Like Intel chairman Andrew Grove, whose memoir Swimming Across touches on some of the same territory, Soros grew up as the scion of a Hungarian Jewish family, many of whose members did not survive the Holocaust. Inclined toward philosophy (a field in which he sometimes writes even today, though many philosophers wish he would not), Soros escaped to England, and later America, and put his sharp mind to work making a huge fortune. Not content to live a leisurely or unexamined life, Soros put more than $1 billion to use in bettering the lives of citizens of formerly totalitarian regimes--and even in hastening the end of dictatorships around the world.
Former New York Times columnist Kaufman delivers a respectful account, closeted skeletons and all, of Soros's life and work, and his book will interest a wide range of readers. --Gregory McNamee
From Library Journal
What makes George Soros such a fascinating topic for biographers?
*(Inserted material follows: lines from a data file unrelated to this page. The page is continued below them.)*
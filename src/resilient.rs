//! Bounded retry with cached/mock fallback for backend calls.
//!
//! Every remote operation goes through [`with_retry`]: a fixed number of
//! attempts, a linearly growing pause between them, and a hard per-attempt
//! timeout. Callers abort in-flight work through a [`CancellationToken`].
//!
//! Reads use [`resilient_fetch`], which degrades to the last cached copy and
//! then to mock data once the backend is unreachable. Writes use
//! [`resilient_write`], which may apply a local-only variant but always says
//! so through [`WriteOutcome::applied_locally_only`]. An explicit rejection
//! from the backend is never hidden behind either fallback.

use std::future::Future;
use std::time::Duration;

use serde::{Deserialize, Serialize};
use tokio_util::sync::CancellationToken;
use tracing::{debug, info, warn};

use crate::error::{LedgerError, Result};

/// Retry settings shared by all remote operations.
#[derive(Debug, Clone, PartialEq, Eq, Serialize, Deserialize)]
#[serde(rename_all = "camelCase", default)]
pub struct RetryPolicy {
    /// Total attempts, including the first.
    pub attempts: u32,
    /// Pause before attempt `n + 1` is `backoff * n`.
    #[serde(with = "duration_ms")]
    pub backoff: Duration,
    /// Hard limit for a single attempt.
    #[serde(with = "duration_ms")]
    pub attempt_timeout: Duration,
}

impl Default for RetryPolicy {
    fn default() -> Self {
        Self {
            attempts: 3,
            backoff: Duration::from_secs(1),
            attempt_timeout: Duration::from_secs(10),
        }
    }
}

impl RetryPolicy {
    /// Pause after the given (1-based) failed attempt.
    pub fn delay_after(&self, attempt: u32) -> Duration {
        self.backoff.saturating_mul(attempt)
    }
}

mod duration_ms {
    use serde::{Deserialize, Deserializer, Serializer};
    use std::time::Duration;

    pub fn serialize<S: Serializer>(d: &Duration, s: S) -> Result<S::Ok, S::Error> {
        s.serialize_u64(d.as_millis() as u64)
    }

    pub fn deserialize<'de, D: Deserializer<'de>>(d: D) -> Result<Duration, D::Error> {
        Ok(Duration::from_millis(u64::deserialize(d)?))
    }
}

// ---------------------------------------------------------------------------
// Retry
// ---------------------------------------------------------------------------

/// Run `call` until it succeeds, fails with a non-connectivity error, or the
/// attempts run out. Cancellation aborts the current attempt immediately.
pub async fn with_retry<T, F, Fut>(
    policy: &RetryPolicy,
    cancel: &CancellationToken,
    operation: &str,
    mut call: F,
) -> Result<T>
where
    F: FnMut() -> Fut,
    Fut: Future<Output = Result<T>>,
{
    let attempts = policy.attempts.max(1);
    let mut last_error = LedgerError::Connectivity(format!("{operation}: no attempt made"));

    for attempt in 1..=attempts {
        let outcome = tokio::select! {
            _ = cancel.cancelled() => {
                return Err(LedgerError::Connectivity(format!("{operation} cancelled")));
            }
            r = tokio::time::timeout(policy.attempt_timeout, call()) => r,
        };

        match outcome {
            Ok(Ok(value)) => {
                if attempt > 1 {
                    debug!(operation, attempt, "succeeded after retry");
                }
                return Ok(value);
            }
            Ok(Err(e)) if !e.is_connectivity() => return Err(e),
            Ok(Err(e)) => last_error = e,
            Err(_) => {
                last_error = LedgerError::Connectivity(format!(
                    "{operation} timed out after {}ms",
                    policy.attempt_timeout.as_millis()
                ));
            }
        }

        if attempt < attempts {
            let delay = policy.delay_after(attempt);
            warn!(
                operation,
                attempt,
                delay_ms = delay.as_millis() as u64,
                error = %last_error,
                "attempt failed, retrying"
            );
            tokio::select! {
                _ = cancel.cancelled() => {
                    return Err(LedgerError::Connectivity(format!("{operation} cancelled")));
                }
                _ = tokio::time::sleep(delay) => {}
            }
        }
    }

    warn!(operation, attempts, error = %last_error, "giving up");
    Err(last_error)
}

// ---------------------------------------------------------------------------
// Reads
// ---------------------------------------------------------------------------

/// Where a piece of displayed data came from.
#[derive(Debug, Clone, Copy, PartialEq, Eq, Serialize, Deserialize)]
#[serde(rename_all = "snake_case")]
pub enum DataSource {
    Remote,
    Cache,
    Mock,
}

#[derive(Debug, Clone, PartialEq)]
pub struct Fetched<T> {
    pub data: T,
    pub source: DataSource,
}

impl<T> Fetched<T> {
    /// Only data that came straight from the backend is authoritative.
    pub fn is_authoritative(&self) -> bool {
        self.source == DataSource::Remote
    }
}

/// Fetch with retry; on connectivity failure fall back to `cached()` and then
/// to `mock()`. API errors are returned as-is.
pub async fn resilient_fetch<T, F, Fut, C, M>(
    endpoint: &str,
    policy: &RetryPolicy,
    cancel: &CancellationToken,
    fetch: F,
    cached: C,
    mock: M,
) -> Result<Fetched<T>>
where
    F: FnMut() -> Fut,
    Fut: Future<Output = Result<T>>,
    C: FnOnce() -> Option<T>,
    M: FnOnce() -> T,
{
    match with_retry(policy, cancel, endpoint, fetch).await {
        Ok(data) => Ok(Fetched {
            data,
            source: DataSource::Remote,
        }),
        Err(e) if e.is_connectivity() => {
            if let Some(data) = cached() {
                info!(endpoint, error = %e, "backend unreachable, serving cached data");
                return Ok(Fetched {
                    data,
                    source: DataSource::Cache,
                });
            }
            info!(endpoint, error = %e, "backend unreachable, serving mock data");
            Ok(Fetched {
                data: mock(),
                source: DataSource::Mock,
            })
        }
        Err(e) => Err(e),
    }
}

// ---------------------------------------------------------------------------
// Writes
// ---------------------------------------------------------------------------

#[derive(Debug, Clone, PartialEq)]
pub struct WriteOutcome<T> {
    pub value: T,
    /// `true` when the backend never saw this change.
    pub applied_locally_only: bool,
}

/// Perform a write with retry. When the backend is unreachable and `local`
/// is given, its result is returned flagged as local-only; otherwise the
/// connectivity error is surfaced.
pub async fn resilient_write<T, F, Fut, L>(
    endpoint: &str,
    policy: &RetryPolicy,
    cancel: &CancellationToken,
    call: F,
    local: Option<L>,
) -> Result<WriteOutcome<T>>
where
    F: FnMut() -> Fut,
    Fut: Future<Output = Result<T>>,
    L: FnOnce() -> T,
{
    match with_retry(policy, cancel, endpoint, call).await {
        Ok(value) => Ok(WriteOutcome {
            value,
            applied_locally_only: false,
        }),
        Err(e) if e.is_connectivity() => match local {
            Some(apply_locally) => {
                warn!(endpoint, error = %e, "backend unreachable, applying change locally only");
                Ok(WriteOutcome {
                    value: apply_locally(),
                    applied_locally_only: true,
                })
            }
            None => Err(e),
        },
        Err(e) => Err(e),
    }
}

#[cfg(test)]
mod tests {
    use super::*;
    use std::sync::atomic::{AtomicU32, Ordering};
    use std::sync::Arc;

    fn fast_policy(attempts: u32) -> RetryPolicy {
        RetryPolicy {
            attempts,
            backoff: Duration::from_millis(1),
            attempt_timeout: Duration::from_millis(200),
        }
    }

    #[test]
    fn backoff_grows_linearly() {
        let p = RetryPolicy {
            attempts: 4,
            backoff: Duration::from_millis(500),
            attempt_timeout: Duration::from_secs(1),
        };
        assert_eq!(p.delay_after(1), Duration::from_millis(500));
        assert_eq!(p.delay_after(2), Duration::from_millis(1000));
        assert_eq!(p.delay_after(3), Duration::from_millis(1500));
    }

    #[tokio::test]
    async fn retries_connectivity_errors_until_success() {
        let calls = Arc::new(AtomicU32::new(0));
        let c = calls.clone();
        let result = with_retry(&fast_policy(3), &CancellationToken::new(), "entries", || {
            let c = c.clone();
            async move {
                if c.fetch_add(1, Ordering::SeqCst) < 2 {
                    Err(LedgerError::Connectivity("refused".into()))
                } else {
                    Ok(42)
                }
            }
        })
        .await;
        assert_eq!(result.unwrap(), 42);
        assert_eq!(calls.load(Ordering::SeqCst), 3);
    }

    #[tokio::test]
    async fn api_errors_are_not_retried() {
        let calls = Arc::new(AtomicU32::new(0));
        let c = calls.clone();
        let result: Result<()> =
            with_retry(&fast_policy(3), &CancellationToken::new(), "approve", || {
                let c = c.clone();
                async move {
                    c.fetch_add(1, Ordering::SeqCst);
                    Err(LedgerError::Api {
                        status: 403,
                        message: "Forbidden".into(),
                    })
                }
            })
            .await;
        assert!(matches!(result, Err(LedgerError::Api { status: 403, .. })));
        assert_eq!(calls.load(Ordering::SeqCst), 1);
    }

    #[tokio::test]
    async fn slow_attempts_time_out() {
        let policy = RetryPolicy {
            attempts: 2,
            backoff: Duration::from_millis(1),
            attempt_timeout: Duration::from_millis(20),
        };
        let result: Result<()> = with_retry(&policy, &CancellationToken::new(), "health", || async {
            tokio::time::sleep(Duration::from_secs(5)).await;
            Ok(())
        })
        .await;
        let err = result.unwrap_err();
        assert!(err.is_connectivity());
        assert!(err.to_string().contains("timed out"));
    }

    #[tokio::test]
    async fn cancellation_aborts_in_flight_attempt() {
        let cancel = CancellationToken::new();
        let trigger = cancel.clone();
        tokio::spawn(async move {
            tokio::time::sleep(Duration::from_millis(10)).await;
            trigger.cancel();
        });
        let policy = RetryPolicy {
            attempts: 3,
            backoff: Duration::from_millis(1),
            attempt_timeout: Duration::from_secs(30),
        };
        let result: Result<()> = with_retry(&policy, &cancel, "entries", || async {
            tokio::time::sleep(Duration::from_secs(30)).await;
            Ok(())
        })
        .await;
        assert!(result.unwrap_err().to_string().contains("cancelled"));
    }

    #[tokio::test]
    async fn fetch_prefers_cache_over_mock() {
        let unreachable = || async { Err::<Vec<u32>, _>(LedgerError::Connectivity("down".into())) };

        let fetched = resilient_fetch(
            "entries",
            &fast_policy(1),
            &CancellationToken::new(),
            unreachable,
            || Some(vec![1, 2]),
            || vec![9],
        )
        .await
        .unwrap();
        assert_eq!(fetched.source, DataSource::Cache);
        assert_eq!(fetched.data, vec![1, 2]);
        assert!(!fetched.is_authoritative());

        let fetched = resilient_fetch(
            "entries",
            &fast_policy(1),
            &CancellationToken::new(),
            unreachable,
            || None,
            || vec![9],
        )
        .await
        .unwrap();
        assert_eq!(fetched.source, DataSource::Mock);
    }

    #[tokio::test]
    async fn fetch_does_not_mask_api_rejection() {
        let result = resilient_fetch(
            "entries",
            &fast_policy(2),
            &CancellationToken::new(),
            || async {
                Err::<Vec<u32>, _>(LedgerError::Api {
                    status: 400,
                    message: "bad filter".into(),
                })
            },
            || Some(vec![1]),
            || vec![9],
        )
        .await;
        assert!(matches!(result, Err(LedgerError::Api { status: 400, .. })));
    }

    #[tokio::test]
    async fn write_flags_local_only_fallback() {
        let outcome = resilient_write(
            "approve",
            &fast_policy(2),
            &CancellationToken::new(),
            || async { Err::<&str, _>(LedgerError::Connectivity("down".into())) },
            Some(|| "local"),
        )
        .await
        .unwrap();
        assert!(outcome.applied_locally_only);
        assert_eq!(outcome.value, "local");

        let outcome = resilient_write(
            "approve",
            &fast_policy(2),
            &CancellationToken::new(),
            || async { Ok::<_, LedgerError>("remote") },
            Some(|| "local"),
        )
        .await
        .unwrap();
        assert!(!outcome.applied_locally_only);
        assert_eq!(outcome.value, "remote");
    }

    #[tokio::test]
    async fn write_without_local_variant_surfaces_error() {
        let result = resilient_write(
            "submit",
            &fast_policy(1),
            &CancellationToken::new(),
            || async { Err::<(), _>(LedgerError::Connectivity("down".into())) },
            None::<fn()>,
        )
        .await;
        assert!(result.unwrap_err().is_connectivity());
    }
}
The year 1995 saw Robert Slater's Soros: The Life, Times and Trading Secrets of the World's Greatest Investor and Soros's own Soros on Soros, written with Byron Wien and Krisztina Koenan. Now Kaufman, a former New York Times award-winning reporter, foreign correspondent, and editor, documents the life of this successful but controversial figure, drawing on unpublished manuscripts and interviews with Soros, his family, and acquaintances. The result is this wide-ranging and absorbing book. Although the work covers the full spectrum of Soros's activities, the recurring theme is of Soros the person and his never-ending pursuit of universal truths. Despite his achievements as a remarkable money manager and generous philanthropist, Soros's lifelong dream was to become a noted philosopher. Leaving his home in Budapest at 14, he eventually became a Wall Street maverick and made billions so that he could give it away. Soros has used his wealth to create a network of Open Society foundations in Eastern and Central Europe and the former Soviet Union to foster democratic institutions. More recently, he has expanded his philanthropic network to the United States, focusing on various social issues. This comprehensive biography is a good selection for business collections. Bellinda Wise, Nassau Community Coll. Lib., Garden City, NY
Copyright 2002 Cahners Business Information, Inc.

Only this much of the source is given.